A recombinant rabies virus expressing vesicular stomatitis virus glycoprotein fails to protect against rabies virus infection

Abstract

To investigate the importance of the rabies virus (RV) glycoprotein (G) in protection against rabies, we constructed a recombinant RV (rRV) in which the RV G ecto- and transmembrane domains were replaced with the corresponding regions of vesicular stomatitis virus (VSV) glycoprotein (rRV-VSV-G). We were able to recover rRV-VSV-G and found that particle production was equal to rRV. However, the budding of the chimeric virus was delayed and infectious titers were reduced 10-fold compared with the parental rRV strain containing RV G. Biochemical analysis showed equal replication rates of both viruses, and similar amounts of wild-type and chimeric G were present in the respective viral particles. Additional studies were performed to determine whether the immune response against rRV-VSV-G was sufficient to protect against rabies. Mice were primed with rRV or rRV-VSV-G and challenged with a pathogenic strain of RV 12 days later. Similar immune responses against the internal viral proteins of both viruses indicated successful infection. All mice receiving the rRV vaccine survived the challenge, whereas immunization with rRV-VSV-G did not induce protection. The results confirm the crucial role of RV G in an RV vaccine.

Figure 1

(A) Genome of rRV and rRV-VSV-G. RV SAD L16 was modified to contain a SmaI site upstream of the RV G gene and a NheI site upstream of the ψ region. rRV-VSV-G was created by replacing the RV G ecto- and transmembrane domains with those of VSV G by using a newly created HpaI site. (B) Expression of RV G and VSV G by rRVs. BSR cells were infected with rRV or rRV-VSV-G (moi of 0.1) and immunostained 48 h later with anti-RV-G, anti-VSV-G, or anti-RV-N antibody. Light field pictures are shown for anti-RV-G and anti-VSV-G.

Figure 2

One-step growth curves of rRV and rRV-VSV-G. BSR cells were infected with an moi of 10 with either rRV (♦) or rRV-VSV-G (▪). Supernatant (100 μl) was taken at 8, 16, 24, 48, and 72 h after infection and titered in duplicate.

Figure 3

Northern blot analysis of rRVs. BSR cells were infected with rRV or rRV-VSV-G (moi of 1), and total RNA was isolated 24 h later. RNA was separated by electrophoresis and transferred to a nylon membrane that was hybridized with a probe specific for RV-N (A), VSV-G (B), or a cDNA fragment spanning the entire RV-ψ and a portion of the RV-L gene (ψ + L) (C).

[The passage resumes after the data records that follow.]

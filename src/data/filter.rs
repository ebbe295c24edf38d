use std::fmt;
use std::slice;

use chrono::NaiveDate;

use super::database::NeoDatabase;
use super::model::{CloseApproach, NearEarthObject};

// ---------------------------------------------------------------------------
// Filters – user criteria, every field optional
// ---------------------------------------------------------------------------

/// Query criteria. Unset fields do not constrain the result; set fields are
/// combined with logical AND.
///
/// Contradictory combinations (a minimum above its maximum, a `date` outside
/// `start_date..=end_date`) are accepted and simply match nothing.
#[derive(Debug, Clone, Default, PartialEq)]
pub struct Filters {
    pub date: Option<NaiveDate>,
    pub start_date: Option<NaiveDate>,
    pub end_date: Option<NaiveDate>,
    pub distance_min: Option<f64>,
    pub distance_max: Option<f64>,
    pub velocity_min: Option<f64>,
    pub velocity_max: Option<f64>,
    pub diameter_min: Option<f64>,
    pub diameter_max: Option<f64>,
    /// `Some(false)` selects only non-hazardous objects.
    pub hazardous: Option<bool>,
}

impl Filters {
    /// Compile the set criteria into predicates, cheapest attribute first.
    pub fn predicates(&self) -> Vec<Predicate> {
        use Bound::*;

        let dates = [
            self.date.map(Exactly),
            self.start_date.map(AtLeast),
            self.end_date.map(AtMost),
        ];
        let mut out: Vec<Predicate> = dates.into_iter().flatten().map(Predicate::Date).collect();

        let numeric: [(Option<Bound<f64>>, fn(Bound<f64>) -> Predicate); 6] = [
            (self.distance_min.map(AtLeast), Predicate::Distance),
            (self.distance_max.map(AtMost), Predicate::Distance),
            (self.velocity_min.map(AtLeast), Predicate::Velocity),
            (self.velocity_max.map(AtMost), Predicate::Velocity),
            (self.diameter_min.map(AtLeast), Predicate::Diameter),
            (self.diameter_max.map(AtMost), Predicate::Diameter),
        ];
        out.extend(numeric.into_iter().filter_map(|(bound, wrap)| bound.map(wrap)));

        if let Some(h) = self.hazardous {
            out.push(Predicate::Hazardous(h));
        }
        out
    }

    /// Whether no criterion is set.
    pub fn is_empty(&self) -> bool {
        *self == Filters::default()
    }
}

// ---------------------------------------------------------------------------
// Predicate – one comparison against an approach or its object
// ---------------------------------------------------------------------------

/// How an attribute is compared against the reference value. Inclusive.
#[derive(Debug, Clone, Copy, PartialEq)]
pub enum Bound<T> {
    Exactly(T),
    AtLeast(T),
    AtMost(T),
}

impl<T: PartialOrd> Bound<T> {
    pub fn admits(&self, value: &T) -> bool {
        match self {
            Bound::Exactly(v) => value == v,
            Bound::AtLeast(v) => value >= v,
            Bound::AtMost(v) => value <= v,
        }
    }
}

impl<T: fmt::Display> fmt::Display for Bound<T> {
    fn fmt(&self, f: &mut fmt::Formatter<'_>) -> fmt::Result {
        match self {
            Bound::Exactly(v) => write!(f, "== {v}"),
            Bound::AtLeast(v) => write!(f, ">= {v}"),
            Bound::AtMost(v) => write!(f, "<= {v}"),
        }
    }
}

/// A single criterion, evaluated against an approach and the object that made it.
#[derive(Debug, Clone, Copy, PartialEq)]
pub enum Predicate {
    Date(Bound<NaiveDate>),
    Distance(Bound<f64>),
    Velocity(Bound<f64>),
    /// Objects of unknown size never satisfy a diameter bound.
    Diameter(Bound<f64>),
    Hazardous(bool),
}

impl Predicate {
    pub fn matches(&self, approach: &CloseApproach, neo: &NearEarthObject) -> bool {
        match self {
            Predicate::Date(b) => b.admits(&approach.date()),
            Predicate::Distance(b) => b.admits(&approach.distance),
            Predicate::Velocity(b) => b.admits(&approach.velocity),
            Predicate::Diameter(b) => neo.diameter.is_some_and(|d| b.admits(&d)),
            Predicate::Hazardous(h) => neo.hazardous == *h,
        }
    }
}

impl fmt::Display for Predicate {
    fn fmt(&self, f: &mut fmt::Formatter<'_>) -> fmt::Result {
        match self {
            Predicate::Date(b) => write!(f, "date {b}"),
            Predicate::Distance(b) => write!(f, "distance {b} au"),
            Predicate::Velocity(b) => write!(f, "velocity {b} km/s"),
            Predicate::Diameter(b) => write!(f, "diameter {b} km"),
            Predicate::Hazardous(h) => write!(f, "hazardous == {h}"),
        }
    }
}

// ---------------------------------------------------------------------------
// Query – lazy, time-ordered stream of matching approaches
// ---------------------------------------------------------------------------

/// Iterator over the approaches of a [`NeoDatabase`] that pass every predicate.
///
/// Walks the dataset once in chronological order and yields matches as they
/// are found. Nothing is buffered; with a cap set it stops as soon as the cap
/// is reached.
#[derive(Debug, Clone)]
pub struct Query<'a> {
    db: &'a NeoDatabase,
    remaining: slice::Iter<'a, CloseApproach>,
    predicates: Vec<Predicate>,
    cap: Option<usize>,
}

impl<'a> Query<'a> {
    pub(crate) fn new(db: &'a NeoDatabase, filters: &Filters) -> Self {
        let predicates = filters.predicates();
        for p in &predicates {
            log::debug!("Filter: {p}");
        }
        Query {
            db,
            remaining: db.approaches().iter(),
            predicates,
            cap: None,
        }
    }

    /// Yield at most `cap` results. `None` and `Some(0)` mean unlimited.
    pub fn limit(mut self, cap: Option<usize>) -> Self {
        self.cap = cap.filter(|&c| c > 0);
        self
    }
}

impl<'a> Iterator for Query<'a> {
    type Item = &'a CloseApproach;

    fn next(&mut self) -> Option<Self::Item> {
        if self.cap == Some(0) {
            return None;
        }
        let db = self.db;
        let predicates = &self.predicates;
        let found = self.remaining.find(|approach| {
            let neo = db.neo_of(approach);
            predicates.iter().all(|p| p.matches(approach, neo))
        })?;
        if let Some(cap) = self.cap.as_mut() {
            *cap -= 1;
        }
        Some(found)
    }

    fn size_hint(&self) -> (usize, Option<usize>) {
        let upper = self.remaining.len();
        (0, Some(self.cap.map_or(upper, |c| c.min(upper))))
    }
}

/// Cap any iterator at `cap` items. `None` and `Some(0)` leave it unbounded.
pub fn limit<I: Iterator>(iter: I, cap: Option<usize>) -> std::iter::Take<I> {
    iter.take(cap.filter(|&c| c > 0).unwrap_or(usize::MAX))
}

G/L = RV G + L bicistronic RNA, L = RV L, G = glycoprotein, N = RV-N.

Figure 4

Comparison of foci size between rRV and rRV-VSV-G. BSR cells were infected with rRV and rRV-VSV-G (moi of 0.1). Cells were fixed 48 h after infection and immunostained with an RV-N-specific antibody. (A) rRV. (B) rRV-VSV-G.

Figure 5

Particle production and infectious titers of rRV and rRV-VSV-G. BSR cells were infected with rRV (A) or rRV-VSV-G (B) at an moi of 50 and labeled with [³⁵S]methionine for 24 h over 4–28, 28–52, or 52–78 h. Labeled virions were purified twice over 20% (vol/vol) sucrose and disrupted. Then the viral proteins were separated by SDS/PAGE. Gels were analyzed by PhosphorImaging, and viral proteins were quantified. The ratio of N protein to M protein (N/M) per virus was determined along with the ratios of N protein to G protein (N/G). The lane with the highest amount of N protein was determined for each virus and set to equal 100 (N ratio lane) and the other values were calculated in proportion to 100. The N ratios of rRV and rRV-VSV-G were compared and estimated in the particles row. A portion of the initial supernatant was used to determine the infectious titer at each time point (titer).

Figure 6

Transport kinetics of cVSV-G. Infected cells were pulsed with [³⁵S]methionine for 10 min and chased for 0, 30, 40, 50, 60, 90, or 120 min. Cell extracts were incubated with or without endo H for 4 h at 37°C and immunoprecipitated with an RV G endoplasmic tail-specific antibody. Proteins were separated by SDS/PAGE and analyzed by PhosphorImaging. Endo H + or − indicates with or without endo H.

Figure 7

ELISA analysis of mouse sera against RV RNP and RV G. Sera were collected 9 days after priming from all mice and analyzed for reactivity against RV G (A) or RV RNP (B). Sera from each mouse were run in duplicate. Graphs represent the average of 10 mice per group with the error bars representing standard deviations.